April 16, 2015
Congratulations to CEI on being selected as a semi-finalist in the Creative Finance Category for the NDC Academy Awards 2015. The NDC Academy Awards Semi-Finalists represent some of the most innovative and impactful developments changing the lives for residents in underserved communities across the country, NDC is honored to highlight the achievements of these organizations at the NDC Academy 2015.
Island Employee Cooperative – Stonington, ME
After 43 years in business, the owners of Burnt Cove Market, V&S Variety, and The Galley, all based on Deer Isle, Maine, decided to sell their stores. When a viable buyer didn’t materialize, the employees organized themselves into a worker cooperative, negotiated a purchase and sale agreement with the owners, and purchased the three stores. The Island Employee Cooperative (IEC) is now Maine’s largest worker co-op and the second largest in New England. The IEC employs 60 island residents, 45 of whom are member/owners. Burnt Cove Market and The Galley are grocery stores, one in Stonington and one in Deer Isle, the two towns on Deer Isle. V&S Variety offers a wide range of items from greeting cards, fabric, house wares, small appliances, clothes, and everyday hardware and tools, as well as housing a pharmacy. Burnt Cove Market also sells gas. In sum, these businesses provide a large majority of the products needed to survive on this isolated island community. A team of financial institutions, service providers, and technical assistance providers (core TA at time of closing was over 2800 hours!) worked together to complete the conversion and purchase in 12 months, a short time given the complexity of the project. Cooperative development had to occur in tandem with financial and business planning. The seller was supportive provided the transaction happened quickly. The successful completion of the project maintained local ownership and 60 jobs, buffered the stores from off-island competition, and ensured vital economic activity would continue on-island.
Three items are particularly notable about this transaction: (1) creative financing; (2) the development of a succession planning model for independent grocers in rural communities; (3) and the concurrent development of a worker cooperative conversion model. The project demonstrates a powerful way to maintain community assets and empower local workers
The purchase of these businesses by the IEC provided a “win-win-win.”The sellers gained a succession plan that will allow them a comfortable retirement; the employees have the opportunity to build wealth through ownership; and ownership stayed local, keeping operations and profits on the island.
- Transfer of ownership to 45 former employees and the creation of a democratic ownership structure: these individuals live and work on-island, which will keep money revolving locally as well as deepen the ties and capacity of the IEC to serve both residents and summer visitors.

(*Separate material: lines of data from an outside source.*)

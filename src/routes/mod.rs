// SPDX-License-Identifier: MIT
// Copyright 2026 Roland Dreier <roland@rolandd.dev>

//! HTTP route handlers.

pub mod api;
pub mod map;

use crate::AppState;
use axum::http::{header, Method};
use axum::{middleware, routing::get, Json, Router};
use serde::Serialize;
use std::sync::Arc;
use tower_http::cors::CorsLayer;
use tower_http::trace::{DefaultMakeSpan, DefaultOnResponse, TraceLayer};
use tracing::Level;
#[cfg(feature = "binding-generation")]
use ts_rs::TS;

#[derive(Serialize)]
#[cfg_attr(feature = "binding-generation", derive(TS))]
#[cfg_attr(
    feature = "binding-generation",
    ts(export, export_to = "web/src/lib/generated/")
)]
pub struct HealthResponse {
    pub status: String,
    pub build_id: String,
}

/// Health check response
async fn health_check() -> Json<HealthResponse> {
    let build_id = option_env!("BUILD_ID").unwrap_or("unknown").to_string();
    Json(HealthResponse {
        status: "ok".to_string(),
        build_id,
    })
}

/// Build the complete router with all routes.
pub fn create_router(state: Arc<AppState>) -> Router {
    // CORS layer - allow requests from frontend URL and localhost (for dev)
    let frontend_url = state.config.frontend_url.clone();
    let cors = CorsLayer::new()
        .allow_origin(tower_http::cors::AllowOrigin::predicate(
            move |origin: &axum::http::HeaderValue, _request_parts: &axum::http::request::Parts| {
                let origin_str = origin.to_str().unwrap_or("");
                origin_str == frontend_url
                    || origin_str.starts_with("http://localhost")
                    || origin_str.starts_with("http://127.0.0.1")
            },
        ))
        .allow_methods([Method::GET, Method::POST, Method::DELETE, Method::OPTIONS])
        .allow_headers([header::CONTENT_TYPE, header::ACCEPT]);

    Router::new()
        .route("/health", get(health_check))
        .merge(api::routes())
        .merge(map::routes())
        .layer(middleware::from_fn(
            crate::middleware::security::add_security_headers,
        ))
        .layer(cors)
        .layer(
            TraceLayer::new_for_http()
                .make_span_with(DefaultMakeSpan::new().level(Level::INFO))
                .on_response(DefaultOnResponse::new().level(Level::INFO)),
        )
        .with_state(state)
}
//! Logging setup using `tracing` and `tracing-subscriber`.
//!
//! # Log Levels
//!
//! - `error`: unreadable uploads, registry failures
//! - `warn`: expected fields missing from an upload (the default level)
//! - `info`: stage progress and counts
//! - `debug`: reconciliation and report detail
//! - `trace`: per-cell diagnostics; values stay redacted unless `--log-data` is set
//!
//! # Usage
//!
//! ```ignore
//! use pdc_cli::logging::{init_logging, LogConfig};
//! use tracing::level_filters::LevelFilter;
//!
//! let config = LogConfig::default().with_level_filter(LevelFilter::DEBUG);
//! init_logging(&config).expect("init logging");
//! ```

use std::fs::OpenOptions;
use std::io;
use std::path::PathBuf;
use std::sync::Mutex;

use tracing::level_filters::LevelFilter;
use tracing_subscriber::fmt::format::FmtSpan;
use tracing_subscriber::fmt::{self, MakeWriter};
use tracing_subscriber::layer::SubscriberExt;
use tracing_subscriber::util::SubscriberInitExt;
use tracing_subscriber::{EnvFilter, Layer};

/// Crates whose events pass the configured level; everything else stays at warn.
const WORKSPACE_CRATES: [&str; 9] = [
    "pdc",
    "pdc_cli",
    "pdc_core",
    "pdc_ingest",
    "pdc_model",
    "pdc_output",
    "pdc_standards",
    "pdc_transform",
    "pdc_validate",
];

/// Configuration for logging behavior.
#[derive(Debug, Clone)]
pub struct LogConfig {
    /// Level applied to the workspace crates.
    pub level_filter: LevelFilter,
    /// Let `RUST_LOG` override `level_filter` when set.
    pub use_env_filter: bool,
    /// Whether to include timestamps in log output.
    pub with_timestamps: bool,
    /// Whether to include target (module path) in log output.
    pub with_target: bool,
    /// Whether to emit span close events in JSON output.
    pub with_spans: bool,
    /// Whether to use ANSI colors in output.
    pub with_ansi: bool,
    pub format: LogFormat,
    /// When set, logs are appended to this file instead of stderr.
    pub log_file: Option<PathBuf>,
    /// Whether cell values (PHI) may be logged.
    pub log_data: bool,
}

/// Log output format.
#[derive(Debug, Clone, Copy, Default, PartialEq, Eq)]
pub enum LogFormat {
    /// Human-readable pretty format with colors.
    #[default]
    Pretty,
    /// Compact single-line format.
    Compact,
    /// JSON format for machine parsing.
    Json,
}

impl Default for LogConfig {
    fn default() -> Self {
        Self {
            level_filter: LevelFilter::WARN,
            use_env_filter: true,
            with_timestamps: false,
            with_target: false,
            with_spans: true,
            with_ansi: true,
            format: LogFormat::default(),
            log_file: None,
            log_data: false,
        }
    }
}

impl LogConfig {
    #[must_use]
    pub fn with_level_filter(mut self, level_filter: LevelFilter) -> Self {
        self.level_filter = level_filter;
        self
    }

    #[must_use]
    pub fn with_format(mut self, format: LogFormat) -> Self {
        self.format = format;
        self
    }

    /// Set the log file path (writes to stderr when None).
    #[must_use]
    pub fn with_log_file(mut self, path: Option<PathBuf>) -> Self {
        self.log_file = path;
        self
    }

    /// Enable or disable logging of cell values.
    #[must_use]
    pub fn with_log_data(mut self, enable: bool) -> Self {
        self.log_data = enable;
        self
    }
}

/// Install the global subscriber described by `config`.
///
/// Call once at startup. Fails only when the log file cannot be opened.
pub fn init_logging(config: &LogConfig) -> io::Result<()> {
    match &config.log_file {
        Some(path) => {
            let file = OpenOptions::new().create(true).append(true).open(path)?;
            init_logging_with_writer(config, Mutex::new(file));
        }
        None => init_logging_with_writer(config, io::stderr),
    }
    Ok(())
}

/// Install the global subscriber with a custom writer.
pub fn init_logging_with_writer<W>(config: &LogConfig, writer: W)
where
    W: for<'writer> MakeWriter<'writer> + Send + Sync + 'static,
{
    pdc_core::set_log_data_enabled(config.log_data);

    let layer = match config.format {
        LogFormat::Json => {
            let span_events = if config.with_spans {
                FmtSpan::CLOSE
            } else {
                FmtSpan::NONE
            };
            fmt::layer()
                .json()
                .with_writer(writer)
                .with_target(config.with_target)
                .with_span_events(span_events)
                .boxed()
        }
        LogFormat::Compact => {
            let layer = fmt::layer()
                .compact()
                .with_writer(writer)
                .with_ansi(config.with_ansi)
                .with_target(config.with_target);
            if config.with_timestamps {
                layer.boxed()
            } else {
                layer.without_time().boxed()
            }
        }
        LogFormat::Pretty => {
            let layer = fmt::layer()
                .with_writer(writer)
                .with_ansi(config.with_ansi)
                .with_target(config.with_target);
            if config.with_timestamps {
                layer.boxed()
            } else {
                layer.without_time().boxed()
            }
        }
    };

    tracing_subscriber::registry()
        .with(build_env_filter(config))
        .with(layer)
        .init();
}

/// Build an `EnvFilter` for the workspace crates, honouring `RUST_LOG` when allowed.
fn build_env_filter(config: &LogConfig) -> EnvFilter {
    let fallback = || default_directives(config.level_filter);
    if config.use_env_filter {
        EnvFilter::try_from_default_env().unwrap_or_else(|_| EnvFilter::new(fallback()))
    } else {
        EnvFilter::new(fallback())
    }
}

fn default_directives(level_filter: LevelFilter) -> String {
    let level = level_filter.to_string().to_lowercase();
    let mut directives = vec![LevelFilter::WARN.min(level_filter).to_string().to_lowercase()];
    directives.extend(
        WORKSPACE_CRATES
            .iter()
            .map(|krate| format!("{krate}={level}")),
    );
    directives.join(",")
}
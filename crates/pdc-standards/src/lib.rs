//! Schema registry for the patient data cleaner.
//!
//! Schemas and country profiles are plain data (TOML). The registry parses
//! them once, checks their invariants and hands out immutable references.
//!
//! # Example
//!
//! ```ignore
//! use pdc_standards::load_default_registry;
//!
//! let registry = load_default_registry()?;
//! let schema = registry.schema("saas")?;
//! let country = registry.country("sg")?;
//! ```

#![deny(unsafe_code)]

pub mod embedded;
pub mod error;
pub mod registry;

pub use crate::error::{Result, StandardsError};
pub use crate::registry::{
    DEFAULT_COUNTRY, DEFAULT_SCHEMA, Registry, load_default_registry, load_registry_from_path,
    parse_registry,
};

The new owners participate in running the business and get an equitable share of the proceeds.
- Ongoing technical assistance: Current TA providers are under contract to the IEC for 5 years to ensure the strength of the governance and business capacity of the coop. An advisory body has been formed. In addition, following an assessment process, workforce development trainings are planned in conjunction with regional partners. These training opportunities provide professional development for the employees and will build real, transferable skills.
- Food access, a priority of CEI’s, has been maintained on the island. In addition, the IEC is working with local producers, both farmers and value-add, to provide market outlets and highlight their products.
- Owners will build equity through purchase of Class A (voting) and Class B shares. In time, the coop may decide to sell additional Class B shares to the community, further deepening ties.
- Models of succession planning for independent grocers and worker cooperative conversion.
- While there is no initial environmental impact, the IEC is currently developing a plan to switch out old equipment for new energy efficient units (i.e. refrigerated cases) and developing plans to capture sales leakage off-island which would reduce vehicle miles traveled, among other strategies.